Abstract. Detecting and characterizing active faults is crucial for seismic hazard assessment, especially in regions with long earthquake recurrence intervals, such as Iran. Traditional methods, including seismology and geodesy, often fail to identify active faults and assess their seismic potential. This study overcomes these limitations by integrating multi-source datasets with different temporal and spatial resolutions to investigate the North Zanjan Fault (NZF) in the western Alborz Mountains. The NZF is a reverse-dextral fault capable of generating Mw 6.5–7.0 earthquakes. The research employs high-spatial-resolution (HSR) Pleiades Tri-stereo imagery, archival aerial photographs, and RGB overlapping drone-derived imagery to analyze Quaternary geomorphic markers. Photogrammetric techniques are utilized to detect fault traces, map deformed landforms, and reconstruct displacements at multiple scales. By integrating satellite- and archive aerial-derived digital elevation models (DEMs), a detailed 1:5000 scale morpho-structural map is developed, identifying three fault segments connected by thrust fault arrays. Horizontal displacements range from 1.5 to 670 m, while vertical offsets span 1.5 to 77 m. Drone surveys at five locations provide high-resolution data (1:500 scale), revealing an average single-event oblique displacement of 1.10 m.

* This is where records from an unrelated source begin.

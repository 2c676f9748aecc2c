//! Publisher — upload a packaged asset and resolve its URL.

use std::sync::Arc;

use super::error::PipelineError;
use crate::asset::GeneratedAsset;
use crate::storage::{StorageClient, StorageError, StorageReference};

/// Result of a successful publish.
#[derive(Debug, Clone, PartialEq, Eq)]
pub struct PublishedAsset {
    pub reference: StorageReference,
    pub url: String,
}

/// Runs upload target → upload → resolve, strictly in sequence.
#[derive(Clone)]
pub struct Publisher {
    storage: Arc<dyn StorageClient>,
}

impl Publisher {
    pub fn new(storage: Arc<dyn StorageClient>) -> Self {
        Self { storage }
    }

    /// Upload `asset` and resolve the URL it can be fetched from.
    ///
    /// A failure at either of the first two steps is an
    /// [`PipelineError::Upload`]; at the last one a
    /// [`PipelineError::Resolution`]. An empty URL counts as unresolved.
    pub async fn publish(&self, asset: &GeneratedAsset) -> Result<PublishedAsset, PipelineError> {
        let destination = self
            .storage
            .request_upload_target()
            .await
            .map_err(PipelineError::Upload)?;

        let reference = self
            .storage
            .upload_file(&destination, asset)
            .await
            .map_err(PipelineError::Upload)?;

        log::debug!(
            "publisher: {} stored as {}",
            asset.file_name(),
            reference.storage_id
        );

        let url = self
            .storage
            .resolve_url(&reference)
            .await
            .map_err(PipelineError::Resolution)?;

        if url.is_empty() {
            return Err(PipelineError::Resolution(StorageError::UrlNotFound(
                reference.storage_id,
            )));
        }

        Ok(PublishedAsset { reference, url })
    }
}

The Sohrein site analysis indicates four Quaternary seismic events, each with an average vertical displacement of 1.30 m. These findings highlight the seismogenic potential of the NZF and demonstrate a scalable methodology for identifying previously unrecognized fault strands, ultimately contributing to improved seismic hazard assessments in the Iranian plateau and similar tectonic environments.